Now that the stage variable is set, I needed to get it passed to the Lambda function whenever a request happens. That is accomplished at the Integration Request settings of the flow, specifically in the Mapping Template for application/json. Remember that is where the query parameters are mapped to the event that is passed to Lambda. I added a mapping for hostname.

The API Gateway on-screen documentation for stage variables says to access them via the $context object in your mapping template, but that is either plain wrong or outdated. According to the API Gateway mapping template reference, there’s actually a $stageVariables object available specifically for that purpose.

Wanting to verify it, I clicked on the API Gateway’s built-in test function to verify that the mapping worked.

I was pretty confident in my configuration, but the value of the hostname was missing.

Then I realize that, duh, the built-in test function is stage agnostic, it must not have access to stage variables. We’re going to have to test this in vivo. But then I realize that the DueProps App settings in Slack have a hardcoded URL for the OAuth callback. And that is pointing at my prod stage endpoint. For testing, I want to send the callback to my dev stage, so I go over to my app settings and change the callback accordingly.

Pointing the callback to my dev stage, manually

As with most OAuth implementations, Slack gives you the ability to pass the callback URI in the request, as long as it matches at least part of the URI specified in the app settings. I make a mental note to look into that in the future, so I don’t have to do this manual switching back and forth.

Now that the callback is pointing to my dev stage, I do push the Slack button. It works perfectly, redirecting back to localhost as expected.

Concluding thoughts and future topics

This little adventure provided a dose of drama and excitement for a couple of days over the Thanksgiving break and the fodder for this blog post. Maybe it’s just me, but I think this stuff presages a future where monolithic application server components go away completely.

In future blog posts, I plan to tackle some other important topics related to this serverless future.

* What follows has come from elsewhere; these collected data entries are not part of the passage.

//! The pricing catalog. Static product data — tiers, prices, feature lists,
//! and the generation model each plan runs on.

use axum::Json;
use serde::Serialize;

use crate::models::plan::PlanTier;

/// Everything the pricing page (and the builder header) needs about one plan.
#[derive(Debug, Clone, Serialize)]
pub struct PlanDetails {
    pub tier: PlanTier,
    pub price: &'static str,
    pub features: Vec<&'static str>,
    pub model: &'static str,
    pub cta: &'static str,
}

pub fn pricing_plans() -> Vec<PlanDetails> {
    vec![
        PlanDetails {
            tier: PlanTier::Free,
            price: "$0",
            features: vec![
                "Standard Resume Templates",
                "AI-Powered Suggestions",
                "Cover Letter Generation",
                "Uses Powerful Gemini Pro Model",
            ],
            model: "gemini-2.5-pro",
            cta: "Start for Free",
        },
        PlanDetails {
            tier: PlanTier::Basic,
            price: "$20/month",
            features: vec![
                "Everything in Free",
                "Premium Resume Templates",
                "Advanced AI Analysis",
                "Uses Powerful Gemini Pro Model",
            ],
            model: "gemini-2.5-pro",
            cta: "Get Started",
        },
        PlanDetails {
            tier: PlanTier::Pro,
            price: "$50/month",
            features: vec![
                "Everything in Basic",
                "Priority AI Processing",
                "Multi-language Support",
                "Deep Job Description Analysis",
            ],
            model: "gemini-2.5-pro",
            cta: "Go Pro",
        },
    ]
}

pub fn details_for(tier: PlanTier) -> PlanDetails {
    pricing_plans()
        .into_iter()
        .find(|p| p.tier == tier)
        .expect("every tier has a catalog entry")
}

/// GET /api/v1/plans
pub async fn handle_list_plans() -> Json<Vec<PlanDetails>> {
    Json(pricing_plans())
}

  1. Map a custom domain name to API Gateway and tackle whatever issues may arise with SSL certificates. Speaking of which…
  2. Security! For testing purposes I set everything to be wide open, but what happens when I start locking things down? Will complexity start to overwhelm things? How does the API Gateway’s built-in support for API keys work?
  3. Automated testing! I don’t think there’s much in the way of obstacles to testing NodeJS function code locally. Just need to think of a way to tie it into deployment. Integration testing this stuff is probably going to be challenging.
  4. Deployment! Nobody (including me) wants to be coding in the AWS Console for Lambda. The alternative is to have some sort of scheme where the function code is versioned locally and deployed using the Lambda API. During my research I did encounter some tooling, but it looked somewhat primitive.